Processed RefCOCO annotation set can be downloaded from this [link](https://drive.google.com/file/d/1Yh1l-f-rLSWkAlXUkZiHmK7oUC9NCmGl/view?usp=sharing).

```shell
# Single Node
torchrun --nproc_per_node 8 --nnodes 1 --node_rank 0 --master_addr 127.0.0.1 --master_port 12457 -m griffon.eval.eval_rec --model-path PATH/TO/MODEL --image-folder PATH/TO/COCO/train2014 --dataset PATH/TO/REF_COCO_ANN

# Multiple Node
## NODE 0
torchrun --nproc_per_node 8 --nnodes N --node_rank 0 --master_addr MASTER_ADDR --master_port MASTER_PORT -m griffon.eval.eval_detection --model-path PATH/TO/MODEL --image-folder PATH/TO/COCO/train2014 --dataset PATH/TO/REF_COCO_ANN --init tcp://MASTER_ADDR:MASTER_PORT
## NODE K(1 to N-1)
torchrun --nproc_per_node 8 --nnodes N --node_rank K --master_addr MASTER_ADDR --master_port MASTER_PORT -m griffon.eval.eval_detection --model-path PATH/TO/MODEL --image-folder PATH/TO/COCO/train2014 --dataset PATH/TO/REF_COCO_ANN --init tcp://MASTER_ADDR:MASTER_PORT
```

## Acknowledgement

- [LLaVA](https://github.com/haotian-liu/LLaVA/tree/main) provides the base codes and pre-trained models.
- [Shikra](https://github.com/shikras/shikra) provides insight of how to organize datasets and some base processed annotations.
- [Llama](https://github.com/facebookresearch/llama) provides the large language model.
- [Gemma2](https://arxiv.org/abs/2408.00118) provides the large language model.
- [volgachen](https://github.com/volgachen/Awesome-AI-Environment) provides the basic environment setting config.

## Citation
If you find Griffon useful for your research and applications, please cite using this BibTeX:
```bibtex
@inproceedings{zhan2025griffonv1,
title={Griffon: Spelling out all object locations at any granularity with large language models},
author={Zhan, Yufei and Zhu, Yousong and Chen, Zhiyang and Yang, Fan and Tang, Ming and Wang, Jinqiao},
booktitle={European Conference on Computer Vision},
pages={405--422},
year={2025},
organization={Springer}
}

@misc{zhan2024griffonv2,
title={Griffon v2: Advancing Multimodal Perception with High-Resolution Scaling and Visual-Language Co-Referring},
author={Yufei Zhan and Yousong Zhu and Hongyin Zhao and Fan Yang and Ming Tang and Jinqiao Wang},
year={2024},
eprint={2403.09333},
archivePrefix={arXiv},
primaryClass={cs.CV}
}

@article{zhan2024griffon-G,
title={Griffon-G: Bridging Vision-Language and Vision-Centric Tasks via Large Multimodal Models},
author={Zhan, Yufei and Zhao, Hongyin and Zhu, Yousong and Yang, Fan and Tang, Ming and Wang, Jinqiao},
journal={arXiv preprint arXiv:2410.16163},
year={2024}
}
```

## License

[![Code License](https://img.shields.io/badge/Code%20License-Apache_2.0-green.svg)](https://github.com/tatsu-lab/stanford_alpaca/blob/main/LICENSE)
[![Data License](https://img.shields.io/badge/Data%20License-CC%20By%20NC%204.0-red.svg)](https://github.com/tatsu-lab/stanford_alpaca/blob/main/DATA_LICENSE)

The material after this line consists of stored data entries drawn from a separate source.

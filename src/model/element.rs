//! 内容树的元素类型。

use std::collections::HashMap;

use serde::{Deserialize, Serialize};

use crate::style::property::ElementKinds;
use crate::style::{StyleProperty, StyleValue};
use crate::time::TimeOffset;

/// 元素句柄：指向所属 [`super::ContentDocument`] 元素池的稳定索引。
///
/// 父引用和文档回引都用句柄表示，不持有所有权，因此树里不会出现
/// 引用计数循环；摘除节点只是断开句柄链接，O(1) 完成。
#[derive(Debug, Clone, Copy, PartialEq, Eq, Hash, Serialize, Deserialize)]
pub struct ElementId(pub(crate) u32);

/// 元素变体。
///
/// 这是一个封闭的标签联合：结构性操作（子节点、样式、时间属性）由
/// [`ContentElement`] 统一承载，变体特有的数据（区域标识、文本负载）
/// 留在变体内部。
#[derive(Debug, Clone, PartialEq, Serialize, Deserialize)]
pub enum ElementKind {
    /// 区域。不挂在 body 的包含链上，由段落等内容通过标识符引用。
    Region {
        /// 在文档内唯一的区域标识符。
        id: String,
    },
    /// 文档主体，单一根。
    Body,
    /// 块级分组。
    Div,
    /// 段落。
    P,
    /// 行内片段。
    Span,
    /// 换行。
    Br,
    /// 文本叶子，原样保存字符内容。
    Text {
        /// 文本负载。
        text: String,
    },
}

impl ElementKind {
    /// 变体名称，用于日志输出。
    #[must_use]
    pub const fn name(&self) -> &'static str {
        match self {
            Self::Region { .. } => "region",
            Self::Body => "body",
            Self::Div => "div",
            Self::P => "p",
            Self::Span => "span",
            Self::Br => "br",
            Self::Text { .. } => "text",
        }
    }

    /// 对应的适用性掩码位。
    #[must_use]
    pub const fn mask(&self) -> ElementKinds {
        match self {
            Self::Region { .. } => ElementKinds::REGION,
            Self::Body => ElementKinds::BODY,
            Self::Div => ElementKinds::DIV,
            Self::P => ElementKinds::P,
            Self::Span => ElementKinds::SPAN,
            Self::Br => ElementKinds::BR,
            Self::Text { .. } => ElementKinds::TEXT,
        }
    }

    /// 是否是可直接呈现的叶子（文本或换行）。
    #[must_use]
    pub const fn is_presentable_leaf(&self) -> bool {
        matches!(self, Self::Text { .. } | Self::Br)
    }
}

/// 时间容器语义：子元素的本地时间如何映射到父坐标系。
#[derive(Debug, Clone, Copy, PartialEq, Eq, Hash, Serialize, Deserialize, Default)]
pub enum TimeContainer {
    /// 并行容器：所有子元素相对容器自身的起点。
    #[default]
    Par,
    /// 顺序容器：子元素首尾相接，后一个的本地零点是前一个的终点。
    Seq,
}

/// 元素的本地时间属性，均相对所属时间容器。
#[derive(Debug, Clone, Copy, PartialEq, Eq, Serialize, Deserialize, Default)]
pub struct Timing {
    /// 本地起点。缺省为容器起点。
    pub begin: Option<TimeOffset>,
    /// 本地终点。缺省时若给出 `dur` 则为 `begin + dur`，否则延伸到容器终点。
    pub end: Option<TimeOffset>,
    /// 持续时长，仅在未显式给出 `end` 时生效。
    pub dur: Option<TimeOffset>,
    /// 本元素作为容器时对子元素采用的语义。
    pub container: TimeContainer,
}

/// 元素上的一条指定样式：字面值，或对命名样式的引用。
#[derive(Debug, Clone, PartialEq, Serialize, Deserialize)]
pub enum SpecifiedStyle {
    /// 字面值。
    Literal(StyleValue),
    /// 引用命名样式中该属性的定义。
    Reference(String),
}

/// 一条样式动画步：在元素激活区间内的某个子区间里覆盖一个属性。
///
/// `begin`/`end` 相对元素自身的激活区间起点；都缺省时覆盖整个激活区间。
#[derive(Debug, Clone, PartialEq, Serialize, Deserialize)]
pub struct StyleStep {
    /// 目标属性。
    pub property: StyleProperty,
    /// 覆盖值。
    pub value: StyleValue,
    /// 相对元素区间起点的开始偏移。
    pub begin: Option<TimeOffset>,
    /// 相对元素区间起点的结束偏移。
    pub end: Option<TimeOffset>,
}

/// 内容树节点。
///
/// 不变式：`parent` 指针与父节点的 `children` 序列始终互相一致；
/// 由 [`super::ContentDocument`] 的树操作维护，外部不能直接改动链接。
#[derive(Debug, Clone, PartialEq, Serialize, Deserialize)]
pub struct ContentElement {
    pub(crate) kind: ElementKind,
    pub(crate) parent: Option<ElementId>,
    pub(crate) children: Vec<ElementId>,
    pub(crate) styles: HashMap<StyleProperty, SpecifiedStyle>,
    pub(crate) style_ref: Option<String>,
    pub(crate) region_ref: Option<String>,
    pub(crate) timing: Timing,
    pub(crate) animations: Vec<StyleStep>,
    pub(crate) space_preserve: bool,
}

impl ContentElement {
    pub(crate) fn new(kind: ElementKind) -> Self {
        Self {
            kind,
            parent: None,
            children: Vec::new(),
            styles: HashMap::new(),
            style_ref: None,
            region_ref: None,
            timing: Timing::default(),
            animations: Vec::new(),
            space_preserve: false,
        }
    }

    /// 元素变体。
    #[must_use]
    pub const fn kind(&self) -> &ElementKind {
        &self.kind
    }

    /// 父元素句柄，根（或已摘除的）节点为 `None`。
    #[must_use]
    pub const fn parent(&self) -> Option<ElementId> {
        self.parent
    }

    /// 有序子元素句柄。文本与换行叶子恒为空。
    #[must_use]
    pub fn children(&self) -> &[ElementId] {
        &self.children
    }

    /// 本地时间属性。
    #[must_use]
    pub const fn timing(&self) -> &Timing {
        &self.timing
    }

    /// 设置本地时间属性。
    pub fn set_timing(&mut self, timing: Timing) {
        self.timing = timing;
    }

    /// 读取该元素上对某属性的指定值。
    #[must_use]
    pub fn specified_style(&self, property: StyleProperty) -> Option<&SpecifiedStyle> {
        self.styles.get(&property)
    }

    /// 在元素上直接指定一个字面样式值。同一属性后写的覆盖先写的。
    pub fn set_style(&mut self, property: StyleProperty, value: StyleValue) {
        self.styles.insert(property, SpecifiedStyle::Literal(value));
    }

    /// 让某属性引用一个命名样式中的定义。
    pub fn set_style_reference(&mut self, property: StyleProperty, style_id: impl Into<String>) {
        self.styles
            .insert(property, SpecifiedStyle::Reference(style_id.into()));
    }

    /// 该元素整体引用的命名样式。
    #[must_use]
    pub fn style_ref(&self) -> Option<&str> {
        self.style_ref.as_deref()
    }

    /// 设置元素整体引用的命名样式。
    pub fn set_style_ref(&mut self, style_id: impl Into<String>) {
        self.style_ref = Some(style_id.into());
    }

    /// 内容元素通过 `region` 属性引用的区域标识符。
    #[must_use]
    pub fn region_ref(&self) -> Option<&str> {
        self.region_ref.as_deref()
    }

    /// 指定该元素呈现在哪个区域。
    pub fn set_region_ref(&mut self, region_id: impl Into<String>) {
        self.region_ref = Some(region_id.into());
    }

    /// 该元素上的样式动画步，按文档顺序排列。
    #[must_use]
    pub fn animations(&self) -> &[StyleStep] {
        &self.animations
    }

    /// 追加一条样式动画步。
    pub fn push_animation(&mut self, step: StyleStep) {
        self.animations.push(step);
    }

    /// 是否要求保留空白（对应 `xml:space="preserve"`）。
    #[must_use]
    pub const fn space_preserve(&self) -> bool {
        self.space_preserve
    }

    /// 设置空白保留标记。该标记沿子树生效。
    pub fn set_space_preserve(&mut self, preserve: bool) {
        self.space_preserve = preserve;
    }

    /// 文本叶子的字符内容。
    #[must_use]
    pub fn text(&self) -> Option<&str> {
        match &self.kind {
            ElementKind::Text { text } => Some(text),
            _ => None,
        }
    }
}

The data and checkpoint is licensed for research use only. All of them are also restricted to uses that follow the license agreement of LLaVA, LLaMA, Gemma2, and GPT-4. The dataset is CC BY NC 4.0 (allowing only non-commercial use) and models trained using the dataset should not be used outside of research purposes.